A jquery-like library for python

Project description

pyquery allows you to make jquery queries on xml documents. The API is as much as possible the similar to jquery. pyquery uses lxml for fast xml and html manipulation.

This is not (or at least not yet) a library to produce or interact with javascript code. I just liked the jquery API and I missed it in python so I told myself “Hey let’s make jquery in python”. This is the result.

It can be used for many purposes, one idea that I might try in the future is to use it for templating with pure http templates that you modify using pyquery. I can also be used for web scrapping or for theming applications with Deliverance.

The project is being actively developped on a mercurial repository on Bitbucket. I have the policy of giving push access to anyone who wants it and then to review what he does. So if you want to contribute just email me.
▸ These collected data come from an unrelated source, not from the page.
//! HTTP API Handlers and Routes
//!
//! # API Endpoints
//!
//! ## Research (`/api/research`)
//! - `POST /api/research/start` - Start a research request, returns all sources as PENDING
//! - `GET /api/research/status/{request_id}` - Poll a request's progress
//!
//! ## Health
//! - `GET /health` - Liveness check
//!
//! All endpoints speak JSON and allow any origin.
//!
//! # OpenAPI Documentation
//!
//! When the `swagger-ui` feature is enabled, interactive API documentation
//! is available at `/swagger-ui/`.

/// Request and response handlers for all API endpoints.
pub mod handlers;
/// Router configuration and route definitions.
pub mod routes;

use utoipa::OpenApi;

/// OpenAPI document of the HTTP surface.
#[derive(OpenApi)]
#[openapi(
    paths(
        handlers::research::start_research,
        handlers::research::research_status,
        handlers::health::health_check,
    ),
    components(schemas(
        crate::types::StartResearchRequest,
        crate::types::HealthResponse,
        crate::types::ErrorResponse,
        crate::research::ResearchSnapshot,
        crate::research::SourceItemView,
        crate::research::SourceCategory,
        crate::research::ItemStatus,
        crate::research::RequestStatus,
    )),
    tags(
        (name = "research", description = "Research orchestration"),
        (name = "health", description = "Service health"),
    ),
    info(title = "Sift", description = "Research source orchestration API")
)]
pub struct ApiDoc;
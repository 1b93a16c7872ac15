//! Collaborators that supply candidate sources: the pre-populated dataset
//! and external web search.

/// Query-keyed research dataset (in-memory and JSON directory stores).
pub mod dataset;
/// Web search backends (DuckDuckGo, remote JSON API).
pub mod search;

pub use dataset::{DatasetEntry, DatasetSource, DatasetStore, DirectoryDataset, InMemoryDataset};
pub use search::{DuckDuckGoSearch, RemoteSearch, SearchHit, WebSearch};
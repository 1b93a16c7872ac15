//! External web search backends
//!
//! The resolver asks a [`WebSearch`] for candidate pages when the dataset has
//! nothing for a query. Two backends are provided: DuckDuckGo through the
//! `daedra` crate, and a JSON search API reached over HTTP.

use crate::types::{AppError, Result};
use async_trait::async_trait;
use serde::{Deserialize, Serialize};
use std::time::Duration;

/// One search result.
#[derive(Debug, Clone, PartialEq, Serialize, Deserialize)]
pub struct SearchHit {
    pub title: String,
    pub url: String,
    #[serde(default)]
    pub snippet: Option<String>,
}

#[async_trait]
pub trait WebSearch: Send + Sync {
    /// Run `query` and return at most `max_results` hits.
    async fn search(&self, query: &str, max_results: usize) -> Result<Vec<SearchHit>>;

    /// Backend name for logs.
    fn name(&self) -> &str;
}

/// Web search powered by daedra (DuckDuckGo).
pub struct DuckDuckGoSearch;

impl DuckDuckGoSearch {
    pub fn new() -> Self {
        Self
    }
}

impl Default for DuckDuckGoSearch {
    fn default() -> Self {
        Self::new()
    }
}

#[async_trait]
impl WebSearch for DuckDuckGoSearch {
    async fn search(&self, query: &str, max_results: usize) -> Result<Vec<SearchHit>> {
        let search_args = daedra::SearchArgs {
            query: query.to_string(),
            options: Some(daedra::SearchOptions {
                num_results: max_results,
                ..Default::default()
            }),
        };

        let response = daedra::tools::search::perform_search(&search_args)
            .await
            .map_err(|e| AppError::Search(format!("Search failed: {}", e)))?;

        Ok(response
            .data
            .iter()
            .take(max_results)
            .map(|r| SearchHit {
                title: r.title.to_string(),
                url: r.url.to_string(),
                snippet: Some(r.description.to_string()),
            })
            .collect())
    }

    fn name(&self) -> &str {
        "duckduckgo"
    }
}

#[derive(Debug, Serialize)]
struct RemoteSearchRequest<'a> {
    query: &'a str,
    max_results: usize,
}

#[derive(Debug, Deserialize)]
struct RemoteSearchResponse {
    #[serde(default)]
    results: Vec<SearchHit>,
}

/// JSON search API: `POST {endpoint}` with `{query, max_results}`, answering
/// `{results: [{title, url, snippet}]}`.
pub struct RemoteSearch {
    client: reqwest::Client,
    endpoint: String,
    api_key: Option<String>,
}

impl RemoteSearch {
    pub fn new(
        endpoint: impl Into<String>,
        api_key: Option<String>,
        timeout: Duration,
    ) -> Result<Self> {
        let client = reqwest::Client::builder()
            .timeout(timeout)
            .build()
            .map_err(|e| AppError::Search(format!("Failed to build HTTP client: {}", e)))?;

        Ok(Self {
            client,
            endpoint: endpoint.into(),
            api_key,
        })
    }
}

#[async_trait]
impl WebSearch for RemoteSearch {
    async fn search(&self, query: &str, max_results: usize) -> Result<Vec<SearchHit>> {
        let mut request = self.client.post(&self.endpoint).json(&RemoteSearchRequest {
            query,
            max_results,
        });
        if let Some(key) = &self.api_key {
            request = request.bearer_auth(key);
        }

        let response = request
            .send()
            .await
            .map_err(|e| AppError::Search(format!("Search request failed: {}", e)))?;

        if !response.status().is_success() {
            return Err(AppError::Search(format!(
                "Search API returned {}",
                response.status()
            )));
        }

        let body: RemoteSearchResponse = response
            .json()
            .await
            .map_err(|e| AppError::Search(format!("Invalid search response: {}", e)))?;

        Ok(body
            .results
            .into_iter()
            .filter(|hit| !hit.url.trim().is_empty())
            .take(max_results)
            .collect())
    }

    fn name(&self) -> &str {
        "remote"
    }
}
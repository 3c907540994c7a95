//! Known-folder resolution.
//!
//! An OS-defined special directory is addressed by identifier and resolved to
//! an absolute path at runtime. On Windows this goes through
//! `SHGetKnownFolderPath`; other platforms map the common identifiers through
//! the `dirs` conventions and report the rest as unsupported.

use std::path::PathBuf;

use crate::error::FsError;

/// OS-defined special directories this crate resolves.
#[derive(Debug, Clone, Copy, PartialEq, Eq, Hash)]
pub enum KnownFolder {
    /// The user's profile directory (home).
    Profile,
    /// The user's desktop.
    Desktop,
    /// The user's documents.
    Documents,
    /// The user's downloads.
    Downloads,
    /// Per-user local (non-roaming) application data.
    LocalAppData,
    /// Per-user roaming application data.
    RoamingAppData,
    /// Machine-wide application data. Windows-only.
    ProgramData,
    /// The OS system directory. Windows-only.
    System,
}

/// Resolve `folder` to its absolute path with default resolution behavior.
///
/// # Errors
///
/// Fails if the OS does not report a successful resolution, or (on
/// non-Windows platforms) if the folder has no equivalent there.
pub fn known_folder_path(folder: KnownFolder) -> Result<PathBuf, FsError> {
    #[cfg(windows)]
    {
        use windows::Win32::UI::Shell::KF_FLAG_DEFAULT;
        known_folder_path_with(folder, KF_FLAG_DEFAULT, None)
    }

    #[cfg(unix)]
    {
        let resolved = match folder {
            KnownFolder::Profile => dirs::home_dir(),
            KnownFolder::Desktop => dirs::desktop_dir(),
            KnownFolder::Documents => dirs::document_dir(),
            KnownFolder::Downloads => dirs::download_dir(),
            KnownFolder::LocalAppData => dirs::data_local_dir(),
            KnownFolder::RoamingAppData => dirs::data_dir(),
            KnownFolder::ProgramData | KnownFolder::System => {
                return Err(FsError::KnownFolderUnsupported { folder });
            }
        };
        resolved.ok_or(FsError::KnownFolder {
            folder,
            reason: "no directory configured for the current user".to_string(),
        })
    }

    #[cfg(not(any(unix, windows)))]
    {
        Err(FsError::KnownFolderUnsupported { folder })
    }
}

/// Resolve `folder` with explicit resolution `flags` and an optional user
/// `token` selecting another security context.
///
/// # Errors
///
/// Fails if `SHGetKnownFolderPath` does not report success, with the OS
/// status in the message.
#[cfg(windows)]
pub fn known_folder_path_with(
    folder: KnownFolder,
    flags: windows::Win32::UI::Shell::KNOWN_FOLDER_FLAG,
    token: Option<windows::Win32::Foundation::HANDLE>,
) -> Result<PathBuf, FsError> {
    use windows::Win32::System::Com::CoTaskMemFree;
    use windows::Win32::UI::Shell::SHGetKnownFolderPath;

    let folder_id = folder_id(folder);

    // SAFETY: the returned PWSTR is a valid, NUL-terminated buffer that we
    // free exactly once with CoTaskMemFree after copying it out.
    unsafe {
        let raw = SHGetKnownFolderPath(&folder_id, flags, token).map_err(|e| {
            FsError::KnownFolder {
                folder,
                reason: e.to_string(),
            }
        })?;
        let path = raw.to_string().map(PathBuf::from);
        CoTaskMemFree(Some(raw.as_ptr() as *const _));
        path.map_err(|e| FsError::KnownFolder {
            folder,
            reason: format!("path is not valid UTF-16: {e}"),
        })
    }
}

#[cfg(windows)]
fn folder_id(folder: KnownFolder) -> windows::core::GUID {
    use windows::Win32::UI::Shell::{
        FOLDERID_Desktop, FOLDERID_Documents, FOLDERID_Downloads, FOLDERID_LocalAppData,
        FOLDERID_Profile, FOLDERID_ProgramData, FOLDERID_RoamingAppData, FOLDERID_System,
    };

    match folder {
        KnownFolder::Profile => FOLDERID_Profile,
        KnownFolder::Desktop => FOLDERID_Desktop,
        KnownFolder::Documents => FOLDERID_Documents,
        KnownFolder::Downloads => FOLDERID_Downloads,
        KnownFolder::LocalAppData => FOLDERID_LocalAppData,
        KnownFolder::RoamingAppData => FOLDERID_RoamingAppData,
        KnownFolder::ProgramData => FOLDERID_ProgramData,
        KnownFolder::System => FOLDERID_System,
    }
}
The Sphinx documentation is available on pyquery.org.

Usage

You can use the PyQuery class to load an xml document from a string, a lxml document, from a file or from an url:

>>> from pyquery import PyQuery as pq
>>> from lxml import etree
>>> d = pq("<html></html>")
>>> d = pq(etree.fromstring("<html></html>"))
>>> d = pq(url='http://google.com/')
>>> d = pq(filename=path_to_html_file)

Now d is like the $ in jquery:

>>> d("#hello")
[<p#hello.hello>]
>>> p = d("#hello")
>>> p.html()
'Hello world !'
>>> p.html("you know <a href='http://python.org/'>Python</a> rocks")
[<p#hello.hello>]
>>> p.html()
'you know <a href="http://python.org/">Python</a> rocks'
>>> p.text()
'you know Python rocks'

You can use some of the pseudo classes that are available in jQuery but that are not standard in css such as :first :last :even :odd :eq :lt :gt :checked :selected :file:

>>> d('p:first')
[<p#hello.hello>]

Attributes

You can play with the attributes with the jquery API:

>>> p.attr("id")
'hello'
>>> p.attr("id", "plop")
[<p#plop.hello>]
>>> p.attr("id", "hello")
[<p#hello.hello>]

Or in a more pythonic way:

>>> p.attr.id = "plop"
>>> p.attr.id
'plop'
>>> p.attr["id"] = "ola"
>>> p.attr["id"]
'ola'
>>> p.attr(id='hello', class_='hello2')
[<p#hello.hello2>]
>>> p.attr.class_
'hello2'
>>> p.attr.class_ = 'hello'

CSS

You can also play with css classes:

>>> p.addClass("toto")
[<p#hello.toto.hello>]
>>> p.toggleClass("titi toto")
[<p#hello.titi.hello>]
>>> p.removeClass("titi")
[<p#hello.hello>]

Or the css style:

>>> p.css("font-size", "15px")
[<p#hello.hello>]
>>> p.attr("style")
'font-size: 15px'
>>> p.css({"font-size": "17px"})
[<p#hello.hello>]
>>> p.attr("style")
'font-size: 17px'

Same thing the pythonic way (‘_’ characters are translated to ‘-‘):

>>> p.css.font_size = "16px"
>>> p.attr.style
'font-size: 16px'
>>> p.css['font-size'] = "15px"
>>> p.attr.style
'font-size: 15px'
>>> p.css(font_size="16px")
[<p#hello.hello>]
>>> p.attr.style
'font-size: 16px'
>>> p.css = {"font-size": "17px"}
>>> p.attr.style
'font-size: 17px'

Traversing

Some jQuery traversal methods are supported. Here are a few examples.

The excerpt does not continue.